> _About this task_
Every line from the start of the listing below through the line that contains "pub const VERSION_QUERY: &str" is to be reproduced word for word.

> _Data records_
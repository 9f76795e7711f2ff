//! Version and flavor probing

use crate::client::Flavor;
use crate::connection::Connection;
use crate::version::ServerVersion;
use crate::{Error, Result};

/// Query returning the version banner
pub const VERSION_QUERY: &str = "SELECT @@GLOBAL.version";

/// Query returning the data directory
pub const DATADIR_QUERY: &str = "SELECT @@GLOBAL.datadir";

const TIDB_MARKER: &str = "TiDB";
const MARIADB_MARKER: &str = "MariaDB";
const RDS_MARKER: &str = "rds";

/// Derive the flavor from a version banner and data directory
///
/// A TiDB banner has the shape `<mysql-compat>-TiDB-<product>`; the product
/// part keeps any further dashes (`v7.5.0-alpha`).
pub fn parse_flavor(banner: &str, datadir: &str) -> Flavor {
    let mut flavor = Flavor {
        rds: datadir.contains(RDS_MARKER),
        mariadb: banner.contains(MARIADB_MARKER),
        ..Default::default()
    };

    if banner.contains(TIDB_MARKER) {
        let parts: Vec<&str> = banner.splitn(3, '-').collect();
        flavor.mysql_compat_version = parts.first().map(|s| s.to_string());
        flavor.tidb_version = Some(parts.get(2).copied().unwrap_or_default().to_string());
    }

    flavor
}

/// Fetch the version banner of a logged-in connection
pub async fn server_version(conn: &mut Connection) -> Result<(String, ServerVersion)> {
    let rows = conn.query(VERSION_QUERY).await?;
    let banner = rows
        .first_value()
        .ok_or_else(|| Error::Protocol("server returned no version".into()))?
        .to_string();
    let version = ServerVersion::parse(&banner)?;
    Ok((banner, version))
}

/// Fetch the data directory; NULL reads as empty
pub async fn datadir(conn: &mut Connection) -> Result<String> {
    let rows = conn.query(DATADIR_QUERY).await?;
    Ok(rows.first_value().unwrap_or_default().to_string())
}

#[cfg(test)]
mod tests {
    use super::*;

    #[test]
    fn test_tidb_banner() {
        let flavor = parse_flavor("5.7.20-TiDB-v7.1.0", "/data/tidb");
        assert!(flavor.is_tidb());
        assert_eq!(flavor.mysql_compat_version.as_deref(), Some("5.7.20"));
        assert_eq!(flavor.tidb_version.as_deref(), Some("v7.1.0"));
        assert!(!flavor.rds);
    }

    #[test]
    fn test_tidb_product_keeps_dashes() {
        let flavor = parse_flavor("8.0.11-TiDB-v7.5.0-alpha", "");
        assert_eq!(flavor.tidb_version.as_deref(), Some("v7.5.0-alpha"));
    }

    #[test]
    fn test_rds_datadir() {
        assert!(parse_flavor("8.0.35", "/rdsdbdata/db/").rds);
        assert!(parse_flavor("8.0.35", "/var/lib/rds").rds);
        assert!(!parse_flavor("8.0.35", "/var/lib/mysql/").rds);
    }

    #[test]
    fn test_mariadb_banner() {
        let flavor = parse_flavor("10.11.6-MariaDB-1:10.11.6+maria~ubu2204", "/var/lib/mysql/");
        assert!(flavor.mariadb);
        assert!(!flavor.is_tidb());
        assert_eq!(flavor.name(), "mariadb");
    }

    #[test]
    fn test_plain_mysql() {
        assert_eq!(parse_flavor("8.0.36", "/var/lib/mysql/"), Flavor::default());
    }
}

> _Answer to this exercise_
repository 9f76795e7711f2ff
//! Version and flavor probing

use crate::client::Flavor;
use crate::connection::Connection;
use crate::version::ServerVersion;
use crate::{Error, Result};

/// Query returning the version banner
pub const VERSION_QUERY: &str = "SELECT @@GLOBAL.version";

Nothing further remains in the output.